(Beginning of GIVEN RECORDS)

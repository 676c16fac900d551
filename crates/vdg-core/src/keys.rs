//! Storage key namespace.
//!
//! Every persisted value lives under a string key derived from a base name
//! plus the identifiers available in the current [`Session`](crate::Session):
//!
//! - `base` — legacy/global form, written before accounts existed
//! - `user_{userId}_{base}` — user-scoped form
//! - `{base}_{venueId}` / `user_{userId}_{base}_{venueId}` — venue-suffixed forms
//!
//! The same `(base, user, venue)` triple always maps to the same key, and
//! distinct triples never collide for non-empty components.

use std::collections::BTreeSet;

/// Global key holding the registered user id.
pub const USER_ID: &str = "userId";

/// Selected venue pointer, written both globally and user-scoped.
pub const SELECTED_VENUE: &str = "diagnosis_selected_venue_id";

pub const BLOCKS: &str = "diagnosisBlocks";
pub const TASKS: &str = "actionPlanTasks";
pub const QUESTIONNAIRE: &str = "questionnaireData";
pub const QUESTIONNAIRE_COMPLETED: &str = "questionnaireCompleted";

pub const DASHBOARD_ALL_BLOCKS_COMPLETED: &str = "dashboardAllBlocksCompleted";
pub const DASHBOARD_PREVIOUS_RESULT: &str = "dashboardPreviousResult";
pub const DASHBOARD_CURRENT_RESULT: &str = "dashboardCurrentResult";

/// Per-block answer snapshots: `diagnosis_answers_{blockId}`, venue-suffixed.
pub const DIAGNOSIS_ANSWERS_PREFIX: &str = "diagnosis_answers";
/// Per-user progress map keyed by venue id inside the value.
pub const DIAGNOSIS_PROGRESS: &str = "diagnosis_progress";
pub const DIAGNOSIS_SELECTED_BLOCKS: &str = "diagnosis_selected_blocks";
pub const DIAGNOSIS_NOTES: &str = "diagnosis_notes";

/// Compose a storage key from a base name and the identifiers at hand.
pub fn scoped_key(base: &str, user_id: Option<&str>, venue_id: Option<&str>) -> String {
    match (user_id, venue_id) {
        (None, None) => base.to_string(),
        (Some(user), None) => format!("user_{user}_{base}"),
        (None, Some(venue)) => format!("{base}_{venue}"),
        (Some(user), Some(venue)) => format!("user_{user}_{base}_{venue}"),
    }
}

/// How a key family is scoped when written through [`scoped_key`].
#[derive(Debug, Clone, Copy, PartialEq, Eq)]
pub enum KeyScope {
    /// One global key, never user- or venue-scoped.
    Global,
    /// Global legacy form plus a user-scoped form.
    User,
    /// User-scoped and venue-suffixed forms.
    UserVenue,
}

#[derive(Debug, Clone, Copy, PartialEq, Eq, Hash)]
pub enum KeyFamilyId {
    SelectedVenue,
    Blocks,
    Tasks,
    Questionnaire,
    QuestionnaireCompleted,
    DashboardAllBlocksCompleted,
    DashboardPreviousResult,
    DashboardCurrentResult,
    DiagnosisAnswers,
    DiagnosisProgress,
    DiagnosisSelectedBlocks,
    DiagnosisNotes,
}

/// A typed key family: base name plus scoping rule.
///
/// Migrations target families by identity instead of scanning raw keys for
/// substrings, so adding a new key later cannot silently widen an old reset.
#[derive(Debug, Clone, Copy)]
pub struct KeyFamily {
    pub id: KeyFamilyId,
    pub base: &'static str,
    pub scope: KeyScope,
    /// The base is a prefix followed by `_{discriminator}` (e.g. a block id)
    /// rather than a complete key name.
    pub open_ended: bool,
    /// The value is a JSON map keyed by venue id, so venue-targeted resets
    /// rewrite sub-entries instead of deleting whole keys.
    pub venue_map: bool,
}

impl KeyFamily {
    pub const ALL: &'static [KeyFamily] = &[
        KeyFamily {
            id: KeyFamilyId::SelectedVenue,
            base: SELECTED_VENUE,
            scope: KeyScope::User,
            open_ended: false,
            venue_map: false,
        },
        KeyFamily {
            id: KeyFamilyId::Blocks,
            base: BLOCKS,
            scope: KeyScope::User,
            open_ended: false,
            venue_map: false,
        },
        KeyFamily {
            id: KeyFamilyId::Tasks,
            base: TASKS,
            scope: KeyScope::User,
            open_ended: false,
            venue_map: false,
        },
        KeyFamily {
            id: KeyFamilyId::Questionnaire,
            base: QUESTIONNAIRE,
            scope: KeyScope::User,
            open_ended: false,
            venue_map: false,
        },
        KeyFamily {
            id: KeyFamilyId::QuestionnaireCompleted,
            base: QUESTIONNAIRE_COMPLETED,
            scope: KeyScope::User,
            open_ended: false,
            venue_map: false,
        },
        KeyFamily {
            id: KeyFamilyId::DashboardAllBlocksCompleted,
            base: DASHBOARD_ALL_BLOCKS_COMPLETED,
            scope: KeyScope::User,
            open_ended: false,
            venue_map: false,
        },
        KeyFamily {
            id: KeyFamilyId::DashboardPreviousResult,
            base: DASHBOARD_PREVIOUS_RESULT,
            scope: KeyScope::User,
            open_ended: false,
            venue_map: false,
        },
        KeyFamily {
            id: KeyFamilyId::DashboardCurrentResult,
            base: DASHBOARD_CURRENT_RESULT,
            scope: KeyScope::User,
            open_ended: false,
            venue_map: false,
        },
        KeyFamily {
            id: KeyFamilyId::DiagnosisAnswers,
            base: DIAGNOSIS_ANSWERS_PREFIX,
            scope: KeyScope::UserVenue,
            open_ended: true,
            venue_map: false,
        },
        KeyFamily {
            id: KeyFamilyId::DiagnosisProgress,
            base: DIAGNOSIS_PROGRESS,
            scope: KeyScope::User,
            open_ended: false,
            venue_map: true,
        },
        KeyFamily {
            id: KeyFamilyId::DiagnosisSelectedBlocks,
            base: DIAGNOSIS_SELECTED_BLOCKS,
            scope: KeyScope::UserVenue,
            open_ended: false,
            venue_map: false,
        },
        KeyFamily {
            id: KeyFamilyId::DiagnosisNotes,
            base: DIAGNOSIS_NOTES,
            scope: KeyScope::UserVenue,
            open_ended: false,
            venue_map: false,
        },
    ];

    pub fn by_id(id: KeyFamilyId) -> KeyFamily {
        *Self::ALL
            .iter()
            .find(|family| family.id == id)
            .expect("every KeyFamilyId has a registry entry")
    }

    /// Whether a stored key belongs to this family.
    ///
    /// `venues == None` matches every scoped form of the family; `Some(set)`
    /// restricts the match to keys suffixed with one of the given venue ids
    /// (used by venue-targeted resets, which must leave other venues alone).
    pub fn matches(&self, key: &str, venues: Option<&BTreeSet<String>>) -> bool {
        let Some(idx) = key.find(self.base) else {
            return false;
        };
        let prefix = &key[..idx];
        if !prefix.is_empty() && !(prefix.starts_with("user_") && prefix.ends_with('_')) {
            return false;
        }

        let suffix = &key[idx + self.base.len()..];
        match (self.open_ended, venues) {
            // A complete base: the tail is empty or a venue suffix.
            (false, None) => match self.scope {
                KeyScope::Global | KeyScope::User => suffix.is_empty(),
                KeyScope::UserVenue => suffix.is_empty() || suffix.starts_with('_'),
            },
            (false, Some(set)) => suffix
                .strip_prefix('_')
                .is_some_and(|venue| set.contains(venue)),
            // An open-ended base always carries `_{discriminator}`.
            (true, None) => suffix.starts_with('_'),
            (true, Some(set)) => {
                suffix.starts_with('_')
                    && set
                        .iter()
                        .any(|venue| suffix.ends_with(&format!("_{venue}")))
            }
        }
    }
}

#[cfg(test)]
mod tests {
    use super::*;

    #[test]
    fn scoped_key_covers_the_presence_matrix() {
        assert_eq!(scoped_key(BLOCKS, None, None), "diagnosisBlocks");
        assert_eq!(
            scoped_key(BLOCKS, Some("u1"), None),
            "user_u1_diagnosisBlocks"
        );
        assert_eq!(
            scoped_key(DIAGNOSIS_NOTES, None, Some("v1")),
            "diagnosis_notes_v1"
        );
        assert_eq!(
            scoped_key(DIAGNOSIS_NOTES, Some("u1"), Some("v1")),
            "user_u1_diagnosis_notes_v1"
        );
    }

    #[test]
    fn scoped_key_is_deterministic() {
        let a = scoped_key("base", Some("user"), Some("venue"));
        let b = scoped_key("base", Some("user"), Some("venue"));
        assert_eq!(a, b);
    }

    #[test]
    fn distinct_triples_never_collide() {
        let triples = [
            ("notes", None, None),
            ("notes", Some("u1"), None),
            ("notes", None, Some("v1")),
            ("notes", Some("u1"), Some("v1")),
            ("notes", Some("u2"), Some("v1")),
            ("notes", Some("u1"), Some("v2")),
            ("progress", Some("u1"), Some("v1")),
        ];
        let keys: Vec<String> = triples
            .iter()
            .map(|&(base, user, venue)| scoped_key(base, user, venue))
            .collect();
        for (i, a) in keys.iter().enumerate() {
            for (j, b) in keys.iter().enumerate() {
                if i != j {
                    assert_ne!(a, b, "triples {:?} and {:?}", triples[i], triples[j]);
                }
            }
        }
    }

    #[test]
    fn family_matches_every_scoped_form() {
        let family = KeyFamily::by_id(KeyFamilyId::DiagnosisNotes);
        assert!(family.matches("diagnosis_notes", None));
        assert!(family.matches("diagnosis_notes_v1", None));
        assert!(family.matches("user_u1_diagnosis_notes", None));
        assert!(family.matches("user_u1_diagnosis_notes_v1", None));
        assert!(!family.matches("diagnosis_progress", None));
        assert!(!family.matches("user_u1_diagnosisBlocks", None));
    }

    #[test]
    fn venue_restriction_only_matches_listed_venues() {
        let family = KeyFamily::by_id(KeyFamilyId::DiagnosisAnswers);
        let venues: BTreeSet<String> = ["v1".to_string()].into();
        assert!(family.matches("diagnosis_answers_finance_v1", Some(&venues)));
        assert!(family.matches("user_u1_diagnosis_answers_finance_v1", Some(&venues)));
        assert!(!family.matches("diagnosis_answers_finance_v2", Some(&venues)));
        assert!(!family.matches("diagnosis_answers_finance", Some(&venues)));
    }

    #[test]
    fn user_scoped_family_does_not_match_venue_suffixed_keys() {
        let family = KeyFamily::by_id(KeyFamilyId::Blocks);
        assert!(family.matches("diagnosisBlocks", None));
        assert!(family.matches("user_u1_diagnosisBlocks", None));
        assert!(!family.matches("diagnosisBlocks_v1", None));
    }

    #[test]
    fn selected_blocks_family_does_not_shadow_selected_venue() {
        let blocks = KeyFamily::by_id(KeyFamilyId::DiagnosisSelectedBlocks);
        assert!(!blocks.matches(SELECTED_VENUE, None));
        let venue = KeyFamily::by_id(KeyFamilyId::SelectedVenue);
        assert!(!venue.matches("diagnosis_selected_blocks", None));
    }
}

(End of GIVEN RECORDS)

BRIEF: Could you copy every line from the records that has "format" in it?

SOLVED PROBLEM:
        (Some(user), None) => format!("user_{user}_{base}"),
        (None, Some(venue)) => format!("{base}_{venue}"),
        (Some(user), Some(venue)) => format!("user_{user}_{base}_{venue}"),
                        .any(|venue| suffix.ends_with(&format!("_{venue}")))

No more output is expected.